Ghost looks more like a spacecraft than a seaborne combat vessel. It’s waiting for us in the Piscataqua River, a few minutes out from its home at the Portsmouth Naval Shipyard in Kittery, Maine. As we approach in a small chase boat, I get a full view of the cabin–sharp and angular like a stealth fighter–looming over the dark water. The roof holds a mount for a machine gun and rocket launcher. Greg Sancoff, the founder of the start-up Juliet Marine Systems, points out two 12-foot struts, each of which connects to sleek underwater pontoons. At full bore, he tells me, the pontoons ride just beneath the surface, while the cabin rises 20 feet above the waves. It is a case study in ominous, efficient engineering–a machine designed to fly through the ocean and invoke fear.
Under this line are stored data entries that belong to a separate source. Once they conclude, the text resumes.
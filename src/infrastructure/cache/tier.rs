//! Cache tier trait and error types.

use async_trait::async_trait;

use super::policy::EntryPolicy;

/// Errors that can occur during cache operations.
///
/// A miss is not an error: tiers report it as `Ok(None)` from [`CacheTier::get`].
/// `Transport` failures are recoverable (callers degrade to the backing store),
/// `Decode` failures are data-integrity faults and must be surfaced.
#[derive(Debug, thiserror::Error)]
pub enum CacheError {
    #[error("cache connection error: {0}")]
    Connection(String),
    #[error("cache transport error: {0}")]
    Transport(String),
    #[error("cache decode error: {0}")]
    Decode(String),
}

/// Result type for cache operations.
pub type CacheResult<T> = Result<T, CacheError>;

/// Uniform get/set/delete contract over one cache technology.
///
/// Implementations must be thread-safe. The value type is declared per call
/// site; byte-oriented tiers serialize internally, the in-process tier stores
/// values natively.
///
/// # Implementations
///
/// - [`crate::infrastructure::cache::MemoryTier`] - in-process moka-backed tier
/// - [`crate::infrastructure::cache::RedisTier`] - Redis-backed distributed tier
/// - [`crate::infrastructure::cache::NullTier`] - no-op fallback for disabled caching
#[cfg_attr(test, mockall::automock)]
#[async_trait]
pub trait CacheTier<V: Send + Sync + 'static>: Send + Sync {
    /// Retrieves the value stored under `key`.
    ///
    /// # Returns
    ///
    /// - `Ok(Some(value))` on a hit (tiers with a sliding policy refresh the
    ///   entry's window as a side effect)
    /// - `Ok(None)` on a true miss
    ///
    /// # Errors
    ///
    /// Returns [`CacheError::Transport`] when the tier is unreachable - this
    /// is distinct from a miss so callers can degrade to the backing store.
    /// Returns [`CacheError::Decode`] when a stored payload cannot be decoded
    /// into `V`; this must never be silently treated as a miss.
    async fn get(&self, key: &str) -> CacheResult<Option<V>>;

    /// Stores `value` under `key` with the given expiration policy.
    ///
    /// The tier owns the entry's lifetime from this point on: expiration and
    /// eviction under capacity pressure are enforced by the tier itself.
    async fn set(&self, key: &str, value: &V, policy: &EntryPolicy) -> CacheResult<()>;

    /// Removes the entry stored under `key`.
    ///
    /// Returns `Ok(true)` if an entry existed.
    async fn delete(&self, key: &str) -> CacheResult<bool>;

    /// Checks if the cache backend is reachable.
    ///
    /// Used by the health check endpoint.
    async fn health_check(&self) -> bool;
}
//! In-process cache tier backed by moka.
//!
//! Values are stored natively (no serialization). Expiration is enforced
//! per entry through moka's [`Expiry`] hook so each entry carries its own
//! absolute deadline and sliding window; capacity accounting uses the
//! policy's size weight, scaled by priority.

use std::time::{Duration, Instant};

use async_trait::async_trait;
use moka::Expiry;
use moka::future::Cache;
use tracing::debug;

use super::policy::EntryPolicy;
use super::tier::{CacheResult, CacheTier};

/// One stored entry with its resolved expiration parameters.
#[derive(Clone)]
struct StoredEntry<V> {
    value: V,
    /// Wall-clock deadline for the absolute component, fixed at insert time.
    deadline: Option<Instant>,
    /// Sliding window; each hit resets the expiry to this (capped by `deadline`).
    idle: Option<Duration>,
    /// Priority-scaled weight reported to the capacity accounting.
    weight: u32,
}

impl<V> StoredEntry<V> {
    /// Time left before this entry expires, evaluated at `now`: the shorter
    /// of the remaining absolute budget and the sliding window. `None` means
    /// the entry never expires.
    fn remaining(&self, now: Instant) -> Option<Duration> {
        let until_deadline = self.deadline.map(|d| d.saturating_duration_since(now));
        match (until_deadline, self.idle) {
            (Some(abs), Some(idle)) => Some(abs.min(idle)),
            (Some(abs), None) => Some(abs),
            (None, Some(idle)) => Some(idle),
            (None, None) => None,
        }
    }
}

/// Per-entry expiration driven by the entry's own policy fields.
struct PolicyExpiry;

impl<V> Expiry<String, StoredEntry<V>> for PolicyExpiry {
    fn expire_after_create(
        &self,
        _key: &String,
        entry: &StoredEntry<V>,
        created_at: Instant,
    ) -> Option<Duration> {
        entry.remaining(created_at)
    }

    fn expire_after_read(
        &self,
        _key: &String,
        entry: &StoredEntry<V>,
        read_at: Instant,
        duration_until_expiry: Option<Duration>,
        _last_modified_at: Instant,
    ) -> Option<Duration> {
        if entry.idle.is_none() {
            // Absolute-only entries keep their original deadline.
            duration_until_expiry
        } else {
            entry.remaining(read_at)
        }
    }

    // An overwrite replaces the entry's policy; without this, moka keeps
    // the previous entry's expiry until the next read.
    fn expire_after_update(
        &self,
        _key: &String,
        entry: &StoredEntry<V>,
        updated_at: Instant,
        _duration_until_expiry: Option<Duration>,
    ) -> Option<Duration> {
        entry.remaining(updated_at)
    }
}

/// In-process cache tier.
///
/// Entries may be evicted before their TTL when the cache is over capacity;
/// the policy's priority makes low-priority entries go first (see
/// [`EntryPolicy::effective_weight`]). This is best-effort, not a hard promise.
pub struct MemoryTier<V> {
    cache: Cache<String, StoredEntry<V>>,
}

impl<V> MemoryTier<V>
where
    V: Clone + Send + Sync + 'static,
{
    /// Creates a tier bounded to `max_capacity` weight units.
    pub fn new(max_capacity: u64) -> Self {
        let cache = Cache::builder()
            .max_capacity(max_capacity)
            .weigher(|_key: &String, entry: &StoredEntry<V>| entry.weight)
            .expire_after(PolicyExpiry)
            .build();

        Self { cache }
    }

    /// Flushes moka's pending maintenance work so expired entries are
    /// observable immediately. Test-only; production reads do not need it.
    #[cfg(test)]
    async fn sync(&self) {
        self.cache.run_pending_tasks().await;
    }
}

#[async_trait]
impl<V> CacheTier<V> for MemoryTier<V>
where
    V: Clone + Send + Sync + 'static,
{
    async fn get(&self, key: &str) -> CacheResult<Option<V>> {
        match self.cache.get(key).await {
            Some(entry) => {
                debug!("memory cache HIT: {}", key);
                Ok(Some(entry.value))
            }
            None => {
                debug!("memory cache MISS: {}", key);
                Ok(None)
            }
        }
    }

    async fn set(&self, key: &str, value: &V, policy: &EntryPolicy) -> CacheResult<()> {
        let entry = StoredEntry {
            value: value.clone(),
            // checked_add: a TTL too large to represent means no deadline.
            deadline: policy
                .expiration
                .time_to_live()
                .and_then(|ttl| Instant::now().checked_add(ttl)),
            idle: policy.expiration.time_to_idle(),
            weight: policy.effective_weight(),
        };

        self.cache.insert(key.to_string(), entry).await;
        debug!("memory cache SET: {}", key);
        Ok(())
    }

    async fn delete(&self, key: &str) -> CacheResult<bool> {
        let removed = self.cache.remove(key).await.is_some();
        if removed {
            debug!("memory cache INVALIDATE: {}", key);
        }
        Ok(removed)
    }

    async fn health_check(&self) -> bool {
        true
    }
}
mod common;

use std::sync::Arc;

use axum::{
    Router,
    routing::{get, post},
};
use axum_test::TestServer;
use customer_cache::api::handlers::{
    delete_cache_handler, get_cache_handler, set_cache_handler,
};
use serde_json::json;

use common::{StubCustomerRepository, create_test_state, sample_customers};

fn cache_app() -> TestServer {
    let repo = Arc::new(StubCustomerRepository::new(sample_customers()));
    let app = Router::new()
        .route("/api/cache", post(set_cache_handler))
        .route(
            "/api/cache/{key}",
            get(get_cache_handler).delete(delete_cache_handler),
        )
        .with_state(create_test_state(repo));
    TestServer::new(app).unwrap()
}

#[tokio::test]
async fn test_set_then_get_round_trip() {
    let server = cache_app();

    let set = server
        .post("/api/cache")
        .json(&json!({ "key": "greeting", "value": "hello" }))
        .await;
    set.assert_status(axum::http::StatusCode::NO_CONTENT);

    let get = server.get("/api/cache/greeting").await;
    get.assert_status_ok();
    get.assert_json(&json!({ "key": "greeting", "value": "hello" }));
}

#[tokio::test]
async fn test_get_missing_key_returns_null_value() {
    let server = cache_app();

    let response = server.get("/api/cache/absent").await;

    response.assert_status_ok();
    response.assert_json(&json!({ "key": "absent", "value": null }));
}

#[tokio::test]
async fn test_set_overwrites_existing_value() {
    let server = cache_app();

    server
        .post("/api/cache")
        .json(&json!({ "key": "color", "value": "red" }))
        .await
        .assert_status(axum::http::StatusCode::NO_CONTENT);
    server
        .post("/api/cache")
        .json(&json!({ "key": "color", "value": "blue" }))
        .await
        .assert_status(axum::http::StatusCode::NO_CONTENT);

    let response = server.get("/api/cache/color").await;
    response.assert_json(&json!({ "key": "color", "value": "blue" }));
}

#[tokio::test]
async fn test_set_empty_key_rejected() {
    let server = cache_app();

    let response = server
        .post("/api/cache")
        .json(&json!({ "key": "", "value": "anything" }))
        .await;

    response.assert_status_bad_request();
}

#[tokio::test]
async fn test_delete_existing_key() {
    let server = cache_app();

    server
        .post("/api/cache")
        .json(&json!({ "key": "doomed", "value": "bye" }))
        .await
        .assert_status(axum::http::StatusCode::NO_CONTENT);

    let delete = server.delete("/api/cache/doomed").await;
    delete.assert_status(axum::http::StatusCode::NO_CONTENT);

    let get = server.get("/api/cache/doomed").await;
    get.assert_json(&json!({ "key": "doomed", "value": null }));
}

#[tokio::test]
async fn test_delete_unknown_key_returns_not_found() {
    let server = cache_app();

    let response = server.delete("/api/cache/never-set").await;

    response.assert_status_not_found();
}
Sancoff tells me Ghost could serve many functions, including as a luxury speedboat or an attack ship for Navy SEALs. But the mission it appears best suited to is fighting pirates. With tremendous speed, and triple the range of any comparably sized vessel, Ghost is a natural interceptor. And because it rides above the water on robotically stabilized pontoons, it remains steady in all but the roughest of seas. While attackers would struggle to aim weapons from a bucking, heaving boat, armed crew members on Ghost can engage with relative ease as it bears down at full throttle.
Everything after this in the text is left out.